FineGym: A Hierarchical Video Dataset for Fine-grained Action Understanding
For slides and more information on the paper, visit https://ai.science/e/fine-gym-fine-gym-a-dataset-for-fine-grained-video-action-understanding-and-our-experience-of-building-a-high-quality-dataset--rS08FM6kLXXd0MLjTBpm
Discussion lead: Dian Shao (PhD Candidate, CUHK)
Discussion moderator: Xiyang Chen (CTO, Aggregate Intellect)
We will be hosting another livestream session featuring Dian Shao from CUHK, speaking about her team's latest work FineGym, a fine-graned action understanding dataset that received 3 "strongly accept" scores at CVPR this year. Dian will also be sharing their experience and lessons learned from building a high quality dataset.
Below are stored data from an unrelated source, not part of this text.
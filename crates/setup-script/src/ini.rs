//! php.ini directive writer.

use setup_meta::{ScriptContext, Shell};

use crate::fragment::ScriptFragment;
use crate::log::{Mark, add_log};

/// Append comma-separated ini directives to the context's php.ini.
///
/// Emits one append command per directive, followed by one `add_log` line
/// per directive. Blank entries are skipped.
pub fn add_ini_values(values_csv: &str, ctx: &ScriptContext) -> ScriptFragment {
    let values: Vec<&str> = values_csv
        .split(',')
        .map(str::trim)
        .filter(|v| !v.is_empty())
        .collect();

    let shell = ctx.shell();
    let mut fragment = ScriptFragment::new();
    for value in &values {
        fragment.push(match shell {
            Shell::Bash => format!("echo \"{value}\" >> {}", ctx.ini_file),
            Shell::PowerShell => format!("Add-Content {} \"{value}\"", ctx.ini_file),
        });
    }
    for value in &values {
        fragment.push(add_log(Mark::Tick, value, "Added to php.ini", shell));
    }
    fragment
}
Join us live here: https://ai.science/e/fine-gym-fine-gym-a-dataset-for-fine-grained-video-action-understanding-and-our-experience-of-building-a-high-quality-dataset--rS08FM6kLXXd0MLjTBpm
Link to the paper's homepage: https://sdolivia.github.io/FineGym/
What will be discussed?
- Introduction to FineGym
- Why it is important to go fine-grained for action understanding tasks
- Lessons learned from creating a high quality dataset
- How to strike a balance between accuracy and efficiency on subtly different actions?
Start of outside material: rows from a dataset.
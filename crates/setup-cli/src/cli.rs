//! CLI argument parsing using clap derive

use std::path::PathBuf;

use clap::{Args, Parser, Subcommand};

/// setup-php - Generate PHP extension and coverage setup scripts
#[derive(Parser, Debug)]
#[command(name = "setup-php")]
#[command(author, version, about, long_about = None)]
pub struct Cli {
    /// Enable verbose output
    #[arg(short, long, global = true)]
    pub verbose: bool,

    /// Path to a setup.toml with script paths and extension overrides
    #[arg(short, long, global = true, env = "SETUP_PHP_CONFIG")]
    pub config: Option<PathBuf>,

    /// The command to run
    #[command(subcommand)]
    pub command: Commands,
}

/// Runtime and platform the script targets.
#[derive(Args, Debug, Clone, PartialEq, Eq)]
pub struct TargetArgs {
    /// PHP version, e.g. 7.4
    #[arg(long = "php", value_name = "VERSION")]
    pub php: String,

    /// Target platform (linux, darwin or win32); defaults to the host
    #[arg(long = "os", value_name = "PLATFORM")]
    pub os: Option<String>,
}

/// Available commands
#[derive(Subcommand, Debug, Clone, PartialEq, Eq)]
pub enum Commands {
    /// Emit the commands installing a list of extensions
    ///
    /// Examples:
    ///   setup-php extensions --php 7.4 --os linux "xdebug, pcov, ast-beta"
    ///   setup-php extensions --php 5.6 --os win32 mysql
    Extensions {
        #[command(flatten)]
        target: TargetArgs,

        /// Comma-separated extension names
        list: String,
    },

    /// Emit the commands selecting a coverage driver
    Coverage {
        #[command(flatten)]
        target: TargetArgs,

        /// xdebug, pcov or none
        driver: String,
    },

    /// Emit extensions followed by coverage setup
    Script {
        #[command(flatten)]
        target: TargetArgs,

        /// Comma-separated extension names
        #[arg(short, long)]
        extensions: Option<String>,

        /// xdebug, pcov or none
        #[arg(long)]
        coverage: Option<String>,
    },

    /// List extensions with a dedicated install policy
    ListExtensions {
        /// Only show one platform
        #[arg(long = "os", value_name = "PLATFORM")]
        os: Option<String>,
    },
}

#[cfg(test)]
mod tests {
    use super::*;
    use clap::CommandFactory;

    #[test]
    fn verify_cli() {
        Cli::command().debug_assert();
    }

    #[test]
    fn parse_extensions_command() {
        let cli = Cli::parse_from([
            "setup-php",
            "extensions",
            "--php",
            "7.4",
            "--os",
            "linux",
            "xdebug, pcov",
        ]);
        assert!(!cli.verbose);
        assert_eq!(
            cli.command,
            Commands::Extensions {
                target: TargetArgs {
                    php: "7.4".to_string(),
                    os: Some("linux".to_string()),
                },
                list: "xdebug, pcov".to_string(),
            }
        );
    }

    #[test]
    fn parse_script_with_global_flags() {
        let cli = Cli::parse_from([
            "setup-php",
            "script",
            "--php",
            "8.0",
            "-e",
            "redis",
            "--coverage",
            "pcov",
            "--verbose",
            "--config",
            "ci/setup.toml",
        ]);
        assert!(cli.verbose);
        assert_eq!(cli.config, Some(PathBuf::from("ci/setup.toml")));
        match cli.command {
            Commands::Script {
                target,
                extensions,
                coverage,
            } => {
                assert_eq!(target.php, "8.0");
                assert_eq!(target.os, None);
                assert_eq!(extensions.as_deref(), Some("redis"));
                assert_eq!(coverage.as_deref(), Some("pcov"));
            }
            other => panic!("unexpected command: {other:?}"),
        }
    }

    #[test]
    fn php_version_is_required() {
        assert!(Cli::try_parse_from(["setup-php", "coverage", "pcov"]).is_err());
    }
}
- How to model complex temporal dynamics efficiently, effectively and robustly
- Future work of action understanding
Abstract
On public benchmarks, current action recognition techniques have achieved great success. However, when used in real-world applications, e.g. sport analysis, which requires the capability of parsing an activity into phases and differentiating between subtly different actions, their performances remain far from being satisfactory. To take action recognition to a new level, we develop FineGym, a new dataset built on top of gymnastic videos. Compared to existing action recognition datasets, FineGym is distinguished in richness, quality, and diversity. In particular, it provides temporal annotations at both action and sub-action levels with a three-level semantic hierarchy. For example, a "balance beam" event will be annotated as a sequence of elementary sub-actions derived from five sets: "leap-jump-hop", "beam-turns", "flight-salto", "flight-handspring", and "dismount", where the sub-action in each set will be further annotated with finely defined class labels. This new level of granularity presents significant challenges for action recognition, e.g. how to parse the temporal structures from a coherent action, and how to distinguish between subtly different action classes. We systematically investigate representative methods on this dataset and obtain a number of interesting findings. We hope this dataset could advance research towards action understanding.